President Bill Clinton will not designate the coastal plain of the Arctic National Wildlife Refuge a national monument, a spokesman said Wednesday.
Press aide Jake Siewert told reporters, "The President does not intend to designate that as a national monument. We oppose efforts to drill in ANWR and he vetoed a budget bill in 1995, in part because it would have opened the refuge to oil drilling.
"But we believe, actually, after consulting with our environmental team, that ... ANWR has something that some of the other areas we looked at do not have, which is legislative protected status, which is actually higher than that conferred by the monuments."
Alaska's congressmen had been concerned that Clinton might use the 1906 Antiquities Act to prevent development of the 1.5-million-acre coastal plain. They said the 1980 Alaska National Interest Lands Act precluded development unless Congress authorized it, and blocked the President from creating more national monuments in the state unless approved by Congress (OGJ, July 17, 2000, p. 28).
Siewert said that law "confers a higher degree of status, a wilderness status, to that land and specifically prevents oil drilling there.

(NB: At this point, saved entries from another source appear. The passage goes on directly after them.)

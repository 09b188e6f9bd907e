//! Configuration loading, validation, and per-call chat settings.

use std::collections::BTreeMap;
use std::path::{Path, PathBuf};
use std::sync::{Arc, RwLock};
use std::time::Duration;

use serde::{Deserialize, Serialize};

use crate::error::{DeskError, Result};

const DEFAULT_PROVIDER: &str = "openrouter";
const DEFAULT_MODEL: &str = "gpt-3.5-turbo";
const DEFAULT_TEMPERATURE: f64 = 0.7;
const DEFAULT_TIMEOUT_MS: u64 = 30_000;

/// Instruction sent ahead of every agent task.
pub const DEFAULT_AGENT_SYSTEM_PROMPT: &str = "You are an autonomous assistant. Your goal is to complete the given task. Respond concisely with the result of the task.";

/// Top-level llm-desk configuration.
#[derive(Debug, Clone, Serialize, Deserialize)]
pub struct Config {
    /// Vendor identifier used for chat and the agent (e.g. "openai").
    #[serde(default = "default_provider")]
    pub default_provider: String,

    #[serde(default = "default_model")]
    pub model: String,

    #[serde(default = "default_temperature")]
    pub temperature: f64,

    /// Timeout for non-streaming requests (provider probe, model listing).
    #[serde(default = "default_timeout_ms")]
    pub timeout_ms: u64,

    #[serde(skip_serializing_if = "Option::is_none")]
    pub max_tokens: Option<u32>,

    #[serde(default)]
    pub providers: BTreeMap<String, ProviderConfig>,

    #[serde(skip_serializing_if = "Option::is_none")]
    pub agent: Option<AgentConfig>,

    #[serde(skip_serializing_if = "Option::is_none")]
    pub storage: Option<StorageConfig>,

    #[serde(skip_serializing_if = "Option::is_none")]
    pub logging: Option<LoggingConfig>,
}

impl Default for Config {
    fn default() -> Self {
        Self {
            default_provider: default_provider(),
            model: default_model(),
            temperature: default_temperature(),
            timeout_ms: default_timeout_ms(),
            max_tokens: None,
            providers: BTreeMap::new(),
            agent: None,
            storage: None,
            logging: None,
        }
    }
}

fn default_provider() -> String {
    DEFAULT_PROVIDER.into()
}

fn default_model() -> String {
    DEFAULT_MODEL.into()
}

fn default_temperature() -> f64 {
    DEFAULT_TEMPERATURE
}

fn default_timeout_ms() -> u64 {
    DEFAULT_TIMEOUT_MS
}

/// Configuration for a single LLM vendor.
#[derive(Debug, Clone, Default, Serialize, Deserialize)]
pub struct ProviderConfig {
    #[serde(skip_serializing_if = "Option::is_none")]
    pub api_key_env: Option<String>,
    #[serde(skip_serializing_if = "Option::is_none")]
    pub api_key: Option<String>,
    #[serde(skip_serializing_if = "Option::is_none")]
    pub base_url: Option<String>,
}

impl ProviderConfig {
    /// Resolve the API key: check `api_key` field first, then `api_key_env` environment variable.
    pub fn resolve_api_key(&self) -> Option<String> {
        resolve_secret_field(&self.api_key, &self.api_key_env)
    }
}

#[derive(Debug, Clone, Serialize, Deserialize)]
pub struct AgentConfig {
    /// Conversation that receives task results.
    #[serde(skip_serializing_if = "Option::is_none")]
    pub conversation_id: Option<String>,

    /// Delay before re-polling an empty queue.
    #[serde(default = "default_poll_interval_ms")]
    pub poll_interval_ms: u64,

    /// Delay between finishing one task and polling for the next.
    #[serde(default = "default_retry_delay_ms")]
    pub retry_delay_ms: u64,

    #[serde(skip_serializing_if = "Option::is_none")]
    pub system_prompt: Option<String>,
}

impl Default for AgentConfig {
    fn default() -> Self {
        Self {
            conversation_id: None,
            poll_interval_ms: default_poll_interval_ms(),
            retry_delay_ms: default_retry_delay_ms(),
            system_prompt: None,
        }
    }
}

fn default_poll_interval_ms() -> u64 {
    5_000
}

fn default_retry_delay_ms() -> u64 {
    100
}

#[derive(Debug, Clone, Default, Serialize, Deserialize)]
pub struct StorageConfig {
    /// Directory holding tasks and conversations (default: `~/.llm_desk/data`).
    #[serde(skip_serializing_if = "Option::is_none")]
    pub dir: Option<String>,
}

#[derive(Debug, Clone, Default, Serialize, Deserialize)]
pub struct LoggingConfig {
    /// Log format: "plain" (default) or "json".
    #[serde(default = "default_log_format")]
    pub format: String,

    /// Log level override (trace/debug/info/warn/error).
    #[serde(skip_serializing_if = "Option::is_none")]
    pub level: Option<String>,

    /// Per-crate log level overrides (e.g. "llm_desk_agent=debug").
    #[serde(default)]
    pub filters: Vec<String>,

    /// Output target: "stderr" (default) or "stdout".
    #[serde(default = "default_log_output")]
    pub output: String,
}

fn default_log_format() -> String {
    "plain".into()
}

fn default_log_output() -> String {
    "stderr".into()
}

/// Everything one streaming call needs to know about the vendor.
#[derive(Debug, Clone, PartialEq)]
pub struct ChatConfig {
    pub vendor: String,
    pub api_key: String,
    pub base_url: Option<String>,
    pub model: String,
    pub temperature: Option<f64>,
    pub max_tokens: Option<u32>,
    pub timeout_ms: u64,
}

/// Supplies chat settings per call.
pub trait ConfigSource: Send + Sync {
    /// Vendor, base URL, model and sampling settings. `api_key` may be empty.
    fn chat_settings(&self) -> Result<ChatConfig>;

    /// Like [`chat_settings`](Self::chat_settings), but a missing key is an error.
    fn chat_config(&self) -> Result<ChatConfig> {
        let settings = self.chat_settings()?;
        if settings.api_key.trim().is_empty() {
            return Err(DeskError::Config(format!(
                "missing API key for provider '{}'",
                settings.vendor
            )));
        }
        Ok(settings)
    }
}

impl ConfigSource for ChatConfig {
    fn chat_settings(&self) -> Result<ChatConfig> {
        Ok(self.clone())
    }
}

impl ConfigSource for Config {
    fn chat_settings(&self) -> Result<ChatConfig> {
        Config::chat_settings(self)
    }
}

impl ConfigSource for RwLock<Config> {
    fn chat_settings(&self) -> Result<ChatConfig> {
        let config = self
            .read()
            .map_err(|_| DeskError::config("config lock poisoned"))?;
        config.chat_settings()
    }
}

impl<T: ConfigSource + ?Sized> ConfigSource for Arc<T> {
    fn chat_settings(&self) -> Result<ChatConfig> {
        (**self).chat_settings()
    }
}

/// Resolve a secret: check the direct value first, then the env-var reference.
pub fn resolve_secret_field(direct: &Option<String>, env_var: &Option<String>) -> Option<String> {
    if let Some(val) = direct {
        if !val.is_empty() {
            return Some(val.clone());
        }
    }
    if let Some(env) = env_var {
        if let Ok(val) = std::env::var(env) {
            if !val.is_empty() {
                return Some(val);
            }
        }
    }
    None
}

/// Substitute `${ENV_VAR}` patterns in a string with their environment variable values.
fn substitute_env_vars(input: &str) -> String {
    let re = regex::Regex::new(r"\$\{([^}]+)\}").expect("static regex");
    re.replace_all(input, |caps: &regex::Captures| {
        let var_name = &caps[1];
        std::env::var(var_name).unwrap_or_default()
    })
    .into_owned()
}

impl Config {
    /// Load config from a JSON5 file, substituting `${ENV_VAR}` references.
    pub fn load(path: &Path) -> Result<Self> {
        if !path.exists() {
            return Ok(Self::default());
        }

        let raw = std::fs::read_to_string(path)?;
        let substituted = substitute_env_vars(&raw);

        let config: Config =
            json5::from_str(&substituted).map_err(|e| DeskError::Config(e.to_string()))?;

        Ok(config)
    }

    /// Default config file path.
    pub fn default_path() -> PathBuf {
        data_dir().join("config.json")
    }

    /// Directory holding the task queue and conversations.
    pub fn storage_dir(&self) -> PathBuf {
        self.storage
            .as_ref()
            .and_then(|s| s.dir.as_ref())
            .map(|d| PathBuf::from(shellexpand::tilde(d).as_ref()))
            .unwrap_or_else(|| data_dir().join("data"))
    }

    pub fn provider(&self, id: &str) -> Option<&ProviderConfig> {
        self.providers.get(id)
    }

    /// API key of the active provider, if any.
    pub fn active_api_key(&self) -> Option<String> {
        self.provider(&self.default_provider)
            .and_then(|p| p.resolve_api_key())
    }

    pub fn agent(&self) -> AgentConfig {
        self.agent.clone().unwrap_or_default()
    }

    pub fn poll_interval(&self) -> Duration {
        Duration::from_millis(self.agent().poll_interval_ms)
    }

    pub fn retry_delay(&self) -> Duration {
        Duration::from_millis(self.agent().retry_delay_ms)
    }

    pub fn agent_system_prompt(&self) -> String {
        self.agent()
            .system_prompt
            .unwrap_or_else(|| DEFAULT_AGENT_SYSTEM_PROMPT.to_string())
    }

    /// Active vendor's settings without requiring a key; `api_key` is empty
    /// when none is configured.
    pub fn chat_settings(&self) -> Result<ChatConfig> {
        let vendor = self.default_provider.trim();
        if vendor.is_empty() {
            return Err(DeskError::config("no default provider configured"));
        }
        let provider = self.provider(vendor).cloned().unwrap_or_default();

        Ok(ChatConfig {
            vendor: vendor.to_string(),
            api_key: provider.resolve_api_key().unwrap_or_default(),
            base_url: provider.base_url.filter(|u| !u.trim().is_empty()),
            model: self.model.clone(),
            temperature: Some(self.temperature),
            max_tokens: self.max_tokens,
            timeout_ms: self.timeout_ms,
        })
    }

    /// Resolve the active vendor's settings for one streaming call.
    pub fn chat_config(&self) -> Result<ChatConfig> {
        ConfigSource::chat_config(self)
    }

    /// Get a config value by dotted path (e.g. "agent.poll_interval_ms").
    pub fn get_path(&self, path: &str) -> Option<serde_json::Value> {
        let json = serde_json::to_value(self).ok()?;
        let mut current = &json;
        for segment in path.split('.') {
            current = current.get(segment)?;
        }
        Some(current.clone())
    }

    /// Set a config value by dotted path.
    pub fn set_path(&mut self, path: &str, value: serde_json::Value) -> Result<()> {
        let mut json = serde_json::to_value(&*self)?;

        let segments: Vec<&str> = path.split('.').filter(|s| !s.is_empty()).collect();
        let Some((last, parents)) = segments.split_last() else {
            return Err(DeskError::config("empty config path"));
        };

        let mut current = &mut json;
        for segment in parents {
            if !current.get(*segment).is_some_and(|v| v.is_object()) {
                current[*segment] = serde_json::json!({});
            }
            current = current
                .get_mut(*segment)
                .ok_or_else(|| DeskError::Config(format!("cannot descend into '{segment}'")))?;
        }
        current[*last] = value;

        *self = serde_json::from_value(json)
            .map_err(|e| DeskError::Config(format!("invalid value for '{path}': {e}")))?;
        Ok(())
    }

    /// Validate config, returning (warnings, errors).
    pub fn validate(&self) -> (Vec<String>, Vec<String>) {
        let mut warnings = Vec::new();
        let mut errors = Vec::new();

        if self.default_provider.trim().is_empty() {
            errors.push("default_provider cannot be empty".to_string());
        } else if self.provider(&self.default_provider).is_none() {
            warnings.push(format!(
                "Default provider '{}' has no providers entry",
                self.default_provider
            ));
        }

        for (id, p) in &self.providers {
            if p.resolve_api_key().is_none() {
                warnings.push(format!("Provider '{id}' has no API key configured"));
            }
        }

        if self.model.trim().is_empty() {
            errors.push("model cannot be empty".to_string());
        }

        if let Some(agent) = &self.agent {
            if agent.poll_interval_ms == 0 {
                errors.push("agent.poll_interval_ms cannot be 0".to_string());
            }
        }

        (warnings, errors)
    }

    /// Save config to a file.
    pub fn save(&self, path: &Path) -> Result<()> {
        if let Some(parent) = path.parent() {
            std::fs::create_dir_all(parent)?;
        }
        let json = serde_json::to_string_pretty(self)?;
        std::fs::write(path, json)?;
        Ok(())
    }
}

/// Base directory for llm-desk data: `~/.llm_desk/`
pub fn data_dir() -> PathBuf {
    dirs::home_dir()
        .unwrap_or_else(|| PathBuf::from("."))
        .join(".llm_desk")
}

So we're not convinced that giving it a monument status would give it any additional legal protection."
"A monument is, after all, an executive action that could potentially be reversed by a new administration; whereas the congressional designation is legislation that has to be reopened and subject to a full congressional debate, subject to filibuster, and it would be very hard to open it up to drilling, given the narrow split ... that exists in Congress today."
He observed, "Congress has steadfastly opposed efforts to open ANWR throughout Democratic and Republican control in the Senate. So we think it's very unlikely that Congress will allow ANWR to be opened for drilling. They defeated it in the 1980s and 1990s and we think they'll continue to oppose that and we think that's the right course of action. This is a very pristine wilderness area and shouldn't be an area where there is new oil drilling."
President-elect George W. Bush advocated exploration on the coastal plain during his campaign and his administration is expected to ask Congress to authorize leasing.
Siewert said, "Obviously, that's something that they will be free to try to do. But they're going to have to go through Congress to do it, and we don't think Congress would be wise to open that area to drilling."